Stored data entries
§

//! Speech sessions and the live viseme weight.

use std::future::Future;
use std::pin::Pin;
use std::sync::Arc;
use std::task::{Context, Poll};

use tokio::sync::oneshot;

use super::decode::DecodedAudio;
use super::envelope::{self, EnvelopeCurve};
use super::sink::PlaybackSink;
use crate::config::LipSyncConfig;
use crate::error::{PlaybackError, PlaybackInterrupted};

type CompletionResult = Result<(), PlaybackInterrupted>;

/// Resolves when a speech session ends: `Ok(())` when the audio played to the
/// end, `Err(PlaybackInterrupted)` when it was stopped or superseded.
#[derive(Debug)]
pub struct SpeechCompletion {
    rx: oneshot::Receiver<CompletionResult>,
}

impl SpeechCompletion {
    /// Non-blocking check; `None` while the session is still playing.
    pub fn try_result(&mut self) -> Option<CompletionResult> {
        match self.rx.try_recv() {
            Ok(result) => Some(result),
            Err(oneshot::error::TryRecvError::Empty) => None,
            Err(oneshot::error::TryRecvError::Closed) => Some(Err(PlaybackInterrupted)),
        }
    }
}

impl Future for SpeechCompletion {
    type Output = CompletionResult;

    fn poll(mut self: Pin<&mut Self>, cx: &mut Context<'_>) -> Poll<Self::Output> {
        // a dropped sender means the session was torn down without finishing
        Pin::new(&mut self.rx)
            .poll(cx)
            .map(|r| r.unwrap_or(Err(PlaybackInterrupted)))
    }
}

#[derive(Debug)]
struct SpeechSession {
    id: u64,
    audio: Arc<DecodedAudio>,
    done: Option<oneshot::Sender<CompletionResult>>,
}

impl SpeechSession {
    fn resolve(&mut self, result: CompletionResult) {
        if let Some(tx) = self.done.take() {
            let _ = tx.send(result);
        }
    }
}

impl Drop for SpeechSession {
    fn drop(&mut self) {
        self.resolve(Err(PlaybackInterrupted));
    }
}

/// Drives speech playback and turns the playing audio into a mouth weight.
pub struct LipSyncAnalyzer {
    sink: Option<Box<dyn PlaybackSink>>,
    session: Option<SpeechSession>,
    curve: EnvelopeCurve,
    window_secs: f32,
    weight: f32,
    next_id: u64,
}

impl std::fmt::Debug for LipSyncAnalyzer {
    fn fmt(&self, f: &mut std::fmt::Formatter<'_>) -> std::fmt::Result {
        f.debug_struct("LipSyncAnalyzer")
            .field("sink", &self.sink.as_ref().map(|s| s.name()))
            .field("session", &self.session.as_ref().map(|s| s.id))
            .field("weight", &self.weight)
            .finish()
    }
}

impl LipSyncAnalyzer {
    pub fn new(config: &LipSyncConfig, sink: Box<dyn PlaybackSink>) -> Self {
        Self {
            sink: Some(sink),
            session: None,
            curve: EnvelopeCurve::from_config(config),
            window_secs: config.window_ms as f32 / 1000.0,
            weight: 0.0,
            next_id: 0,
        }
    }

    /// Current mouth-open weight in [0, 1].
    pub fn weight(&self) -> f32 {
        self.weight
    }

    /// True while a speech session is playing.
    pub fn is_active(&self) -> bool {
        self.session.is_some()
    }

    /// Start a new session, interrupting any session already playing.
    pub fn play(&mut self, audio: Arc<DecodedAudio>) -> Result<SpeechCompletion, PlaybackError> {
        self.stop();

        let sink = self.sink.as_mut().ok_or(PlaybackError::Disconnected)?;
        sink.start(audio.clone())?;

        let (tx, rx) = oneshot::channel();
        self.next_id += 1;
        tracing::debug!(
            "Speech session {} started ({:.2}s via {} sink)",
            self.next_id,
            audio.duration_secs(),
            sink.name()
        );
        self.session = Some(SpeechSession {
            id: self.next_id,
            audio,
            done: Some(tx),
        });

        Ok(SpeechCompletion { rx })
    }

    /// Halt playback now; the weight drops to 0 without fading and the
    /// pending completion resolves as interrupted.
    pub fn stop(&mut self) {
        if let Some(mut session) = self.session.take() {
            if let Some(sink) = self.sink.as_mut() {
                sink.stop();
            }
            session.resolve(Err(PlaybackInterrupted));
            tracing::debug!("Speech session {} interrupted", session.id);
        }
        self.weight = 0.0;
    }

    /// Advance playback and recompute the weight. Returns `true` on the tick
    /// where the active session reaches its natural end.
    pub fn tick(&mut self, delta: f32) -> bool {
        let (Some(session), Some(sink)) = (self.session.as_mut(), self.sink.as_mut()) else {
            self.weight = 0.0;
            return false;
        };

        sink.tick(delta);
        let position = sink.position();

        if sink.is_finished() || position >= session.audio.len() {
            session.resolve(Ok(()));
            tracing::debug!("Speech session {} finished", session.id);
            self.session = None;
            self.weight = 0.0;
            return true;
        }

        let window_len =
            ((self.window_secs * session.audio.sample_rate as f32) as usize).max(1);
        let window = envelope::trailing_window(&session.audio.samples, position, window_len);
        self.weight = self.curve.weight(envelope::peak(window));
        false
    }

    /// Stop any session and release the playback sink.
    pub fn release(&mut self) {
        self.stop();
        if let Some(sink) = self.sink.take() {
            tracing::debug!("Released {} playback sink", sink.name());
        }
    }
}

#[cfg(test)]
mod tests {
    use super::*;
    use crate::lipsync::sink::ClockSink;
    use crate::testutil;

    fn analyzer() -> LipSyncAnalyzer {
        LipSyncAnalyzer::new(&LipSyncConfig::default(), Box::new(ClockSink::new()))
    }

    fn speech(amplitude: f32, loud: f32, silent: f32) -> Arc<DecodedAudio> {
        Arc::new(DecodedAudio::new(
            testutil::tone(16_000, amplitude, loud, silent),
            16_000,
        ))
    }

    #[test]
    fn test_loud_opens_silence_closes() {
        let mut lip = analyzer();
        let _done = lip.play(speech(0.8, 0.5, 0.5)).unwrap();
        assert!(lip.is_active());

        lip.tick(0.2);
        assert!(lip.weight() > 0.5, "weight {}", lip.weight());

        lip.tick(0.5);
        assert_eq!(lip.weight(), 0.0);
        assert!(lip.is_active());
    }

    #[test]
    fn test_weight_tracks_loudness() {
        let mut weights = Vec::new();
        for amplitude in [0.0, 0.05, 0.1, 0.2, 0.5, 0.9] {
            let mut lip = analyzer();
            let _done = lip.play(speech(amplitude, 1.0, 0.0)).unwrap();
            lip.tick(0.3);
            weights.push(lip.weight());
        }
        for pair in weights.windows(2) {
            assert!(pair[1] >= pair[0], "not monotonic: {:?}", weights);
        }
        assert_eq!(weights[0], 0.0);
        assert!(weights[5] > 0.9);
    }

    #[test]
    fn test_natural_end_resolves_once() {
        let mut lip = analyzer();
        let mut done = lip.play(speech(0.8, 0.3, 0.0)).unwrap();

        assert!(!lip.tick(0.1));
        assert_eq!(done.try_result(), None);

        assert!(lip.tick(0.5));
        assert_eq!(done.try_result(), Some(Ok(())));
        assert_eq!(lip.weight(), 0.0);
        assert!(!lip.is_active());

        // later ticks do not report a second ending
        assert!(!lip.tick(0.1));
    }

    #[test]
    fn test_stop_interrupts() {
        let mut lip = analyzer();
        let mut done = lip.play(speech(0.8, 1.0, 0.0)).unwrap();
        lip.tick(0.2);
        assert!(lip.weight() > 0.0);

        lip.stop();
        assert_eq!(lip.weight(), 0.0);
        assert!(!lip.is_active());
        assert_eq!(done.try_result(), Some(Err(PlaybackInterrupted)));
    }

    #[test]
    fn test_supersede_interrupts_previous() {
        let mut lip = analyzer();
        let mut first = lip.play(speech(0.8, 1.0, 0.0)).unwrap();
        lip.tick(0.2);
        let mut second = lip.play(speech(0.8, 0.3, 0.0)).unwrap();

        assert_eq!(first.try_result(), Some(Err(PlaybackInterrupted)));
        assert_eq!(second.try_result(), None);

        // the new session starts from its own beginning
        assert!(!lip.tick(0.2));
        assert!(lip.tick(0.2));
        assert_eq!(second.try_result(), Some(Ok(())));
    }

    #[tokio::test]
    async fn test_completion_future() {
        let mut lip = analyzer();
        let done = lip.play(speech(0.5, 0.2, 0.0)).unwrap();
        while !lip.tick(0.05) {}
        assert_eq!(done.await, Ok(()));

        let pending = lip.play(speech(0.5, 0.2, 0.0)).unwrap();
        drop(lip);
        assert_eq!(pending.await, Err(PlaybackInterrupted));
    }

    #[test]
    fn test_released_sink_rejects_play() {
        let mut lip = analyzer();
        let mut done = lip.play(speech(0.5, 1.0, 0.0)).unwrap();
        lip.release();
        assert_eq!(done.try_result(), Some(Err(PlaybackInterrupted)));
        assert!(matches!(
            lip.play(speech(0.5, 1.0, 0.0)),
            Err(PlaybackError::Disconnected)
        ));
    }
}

§

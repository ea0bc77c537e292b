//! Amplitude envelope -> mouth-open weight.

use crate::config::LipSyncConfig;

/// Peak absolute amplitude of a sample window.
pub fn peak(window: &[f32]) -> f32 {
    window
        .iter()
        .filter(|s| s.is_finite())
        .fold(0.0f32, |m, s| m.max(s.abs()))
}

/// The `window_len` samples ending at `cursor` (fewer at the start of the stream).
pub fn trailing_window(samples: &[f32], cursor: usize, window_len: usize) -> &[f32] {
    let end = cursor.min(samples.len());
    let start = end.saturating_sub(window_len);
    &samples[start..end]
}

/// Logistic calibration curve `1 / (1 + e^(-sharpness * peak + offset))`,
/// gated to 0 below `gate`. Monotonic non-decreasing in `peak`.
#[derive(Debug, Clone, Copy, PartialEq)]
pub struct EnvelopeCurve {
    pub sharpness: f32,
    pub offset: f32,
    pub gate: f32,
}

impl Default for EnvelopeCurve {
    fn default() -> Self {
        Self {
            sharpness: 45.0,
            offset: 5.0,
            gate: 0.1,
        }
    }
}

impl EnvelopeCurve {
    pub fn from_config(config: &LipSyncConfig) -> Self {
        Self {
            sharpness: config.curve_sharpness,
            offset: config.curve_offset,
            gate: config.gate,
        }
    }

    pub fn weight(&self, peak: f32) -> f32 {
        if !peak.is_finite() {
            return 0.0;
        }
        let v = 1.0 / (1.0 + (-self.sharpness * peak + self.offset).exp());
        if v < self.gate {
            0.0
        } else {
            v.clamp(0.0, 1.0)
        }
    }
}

§

■ **Exercise aim**
Reproduce every line above containing "oneshot".

■ **Result**
use tokio::sync::oneshot;
    rx: oneshot::Receiver<CompletionResult>,
            Err(oneshot::error::TryRecvError::Empty) => None,
            Err(oneshot::error::TryRecvError::Closed) => Some(Err(PlaybackInterrupted)),
    done: Option<oneshot::Sender<CompletionResult>>,
        let (tx, rx) = oneshot::channel();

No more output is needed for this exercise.